The Other (Muscarinic) Acetylcholine Receptors in Sympathetic Ganglia: Actions and Mechanisms

Abstract

Acetylcholine released from preganglionic sympathetic fibers can activate two types of acetylcholine receptors in sympathetic neurons, nicotinic and muscarinic. The former are ligand-gated ion channels responsible for direct synaptic transmission; the latter are G protein-coupled receptors that mediate various indirect modulatory effects. Most mammalian sympathetic neurons express three muscarinic receptor subtypes, M1, M2, and M4; some also express M3 receptors. Activation of M1 receptors stimulates the G protein Gq and causes a slow postsynaptic depolarization and an increase in the excitability, ultimately leading to an asynchronous action potential discharge, which can “break through” the nicotinic ganglion block.
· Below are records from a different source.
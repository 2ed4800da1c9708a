use axum::{extract::State, http::StatusCode, response::IntoResponse, Json};
use std::sync::Arc;

use crate::application::services::{AskRequest, AskService};
use crate::domain::entities::AnswerMode;
use crate::presentation::http::dto::{AnswerResponseDto, ApiResponse, AskRequestDto};

pub struct AskHandler {
    ask_service: Arc<AskService>,
}

impl AskHandler {
    pub fn new(ask_service: Arc<AskService>) -> Self {
        Self { ask_service }
    }

    /// Answer a question over the workspace's documents. Internal
    /// retrieval/generation trouble is reported inside the success
    /// payload (`degraded`, `failure`), never as a transport error.
    pub async fn ask(
        State(handler): State<Arc<AskHandler>>,
        Json(request): Json<AskRequestDto>,
    ) -> Result<impl IntoResponse, StatusCode> {
        if request.question.trim().is_empty() {
            return Ok((
                StatusCode::BAD_REQUEST,
                Json(ApiResponse::<AnswerResponseDto>::error(
                    "EMPTY_QUESTION".to_string(),
                    "question cannot be empty".to_string(),
                    None,
                )),
            ));
        }

        let mode = match request.mode.as_deref() {
            Some(raw) => match AnswerMode::parse(raw) {
                Ok(mode) => Some(mode),
                Err(message) => {
                    return Ok((
                        StatusCode::BAD_REQUEST,
                        Json(ApiResponse::error(
                            "INVALID_MODE".to_string(),
                            message,
                            None,
                        )),
                    ));
                }
            },
            None => None,
        };

        let answer = handler
            .ask_service
            .ask(AskRequest {
                workspace_id: request.workspace_id,
                user_id: request.user_id,
                question: request.question,
                top_k: request.top_k,
                mode,
            })
            .await;

        Ok((
            StatusCode::OK,
            Json(ApiResponse::success(AnswerResponseDto::from(answer))),
        ))
    }
}
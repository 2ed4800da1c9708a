use uuid::Uuid;

/// Canonical object-storage locations for a document and its processing
/// artifacts. Every path in the system is built here; nothing else
/// concatenates storage keys, so a lookup never has to guess between
/// path variants.
#[derive(Debug, Clone, PartialEq, Eq)]
pub struct StoragePath {
    workspace_id: Uuid,
    document_id: Uuid,
}

impl StoragePath {
    pub fn new(workspace_id: Uuid, document_id: Uuid) -> Self {
        Self {
            workspace_id,
            document_id,
        }
    }

    fn root(&self) -> String {
        format!("documents/{}/{}", self.workspace_id, self.document_id)
    }

    /// Location of the uploaded bytes. The extension is normalized to
    /// lowercase so the dispatch in the extractor sees one spelling.
    pub fn original(&self, extension: &str) -> String {
        let ext = extension.trim_start_matches('.').to_lowercase();
        if ext.is_empty() {
            format!("{}/original", self.root())
        } else {
            format!("{}/original.{}", self.root(), ext)
        }
    }

    pub fn page_image(&self, page_number: u32) -> String {
        format!("{}/pages/{}.png", self.root(), page_number)
    }

    pub fn page_text(&self, page_number: u32) -> String {
        format!("{}/pages/{}.txt", self.root(), page_number)
    }

    pub fn formatted_text(&self) -> String {
        format!("{}/formatted.txt", self.root())
    }

    /// Prefix covering everything stored for the document, used for
    /// cascading artifact deletion.
    pub fn prefix(&self) -> String {
        self.root()
    }

    /// Declared file extension of a stored original, derived from the
    /// canonical path itself.
    pub fn extension_of(path: &str) -> &str {
        path.rsplit_once('.')
            .map(|(_, ext)| ext)
            .filter(|ext| !ext.contains('/'))
            .unwrap_or("")
    }
}
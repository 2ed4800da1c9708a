use std::time::Duration;

/// Paces the per-chunk embedding loop: after every `every` permits a
/// fixed pause is awaited, keeping the provider call rate bounded
/// without scattering ad-hoc sleeps through the pipeline.
#[derive(Debug)]
pub struct RateLimiter {
    every: usize,
    pause: Duration,
    since_pause: usize,
}

impl RateLimiter {
    pub fn new(every: usize, pause: Duration) -> Self {
        Self {
            every,
            pause,
            since_pause: 0,
        }
    }

    /// Take one permit, pausing when the window is exhausted. Returns
    /// true when a pause was taken, which callers use as a checkpoint.
    pub async fn permit(&mut self) -> bool {
        if self.every == 0 {
            return false;
        }
        self.since_pause += 1;
        if self.since_pause >= self.every {
            self.since_pause = 0;
            tokio::time::sleep(self.pause).await;
            return true;
        }
        false
    }
}

#[cfg(test)]
mod tests {
    use super::*;

    #[tokio::test(start_paused = true)]
    async fn pauses_only_at_window_boundaries() {
        let mut limiter = RateLimiter::new(3, Duration::from_millis(100));

        assert!(!limiter.permit().await);
        assert!(!limiter.permit().await);
        assert!(limiter.permit().await);
        assert!(!limiter.permit().await);
    }

    #[tokio::test(start_paused = true)]
    async fn zero_window_never_pauses() {
        let mut limiter = RateLimiter::new(0, Duration::from_millis(100));
        for _ in 0..10 {
            assert!(!limiter.permit().await);
        }
    }
}
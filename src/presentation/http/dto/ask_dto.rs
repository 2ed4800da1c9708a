use serde::{Deserialize, Serialize};
use uuid::Uuid;

use crate::domain::entities::{Answer, Citation};

#[derive(Debug, Deserialize)]
pub struct AskRequestDto {
    pub question: String,
    pub workspace_id: Uuid,
    pub user_id: Uuid,
    #[serde(default)]
    pub top_k: Option<usize>,
    /// "grounded" or "conversational"; omitted means grounded answering
    /// over whatever the retriever found.
    #[serde(default)]
    pub mode: Option<String>,
}

#[derive(Debug, Serialize)]
pub struct CitationDto {
    pub index: usize,
    pub chunk_id: Uuid,
    pub document_id: Uuid,
    pub document_title: String,
    pub snippet: String,
}

impl From<Citation> for CitationDto {
    fn from(citation: Citation) -> Self {
        Self {
            index: citation.index,
            chunk_id: citation.chunk_id,
            document_id: citation.document_id,
            document_title: citation.document_title,
            snippet: citation.snippet,
        }
    }
}

#[derive(Debug, Serialize)]
pub struct AnswerResponseDto {
    pub answer: String,
    pub mode: String,
    pub citations: Vec<CitationDto>,
    pub insufficient_context: bool,
    pub degraded: bool,
    #[serde(skip_serializing_if = "Option::is_none")]
    pub failure: Option<String>,
}

impl From<Answer> for AnswerResponseDto {
    fn from(answer: Answer) -> Self {
        Self {
            answer: answer.text,
            mode: answer.mode.as_str().to_string(),
            citations: answer.citations.into_iter().map(CitationDto::from).collect(),
            insufficient_context: answer.insufficient_context,
            degraded: answer.degraded,
            failure: answer.failure,
        }
    }
}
This is largely mediated by closure of voltage-gated K+ channels (the M channels) composed of Kv7.2 and Kv7.3 subunits and results from hydrolysis and depletion of membrane phosphatidylinositol-4,5-bisphosphate. Activation of M2 receptors hyperpolarizes and inhibits the postsynaptic neuron by opening G protein-gated inwardlyrectifying Kir K+ channels via the G protein Gi. M4 receptors inhibit N-type (CaV(2)) calcium channels via the G protein Go. In the postganglionic neuron somata, this enhances the excitability by reducing calcium-dependent potassium currents. Conversely, in postganglionic processes and axon terminals, CaV(2)-mediated inhibition reduces norepinephrine release and inhibits postganglionic transmission. Different muscarinic receptors may be anatomically segregated with their cognate G proteins and (in some cases) ion channels in signalling microdomains.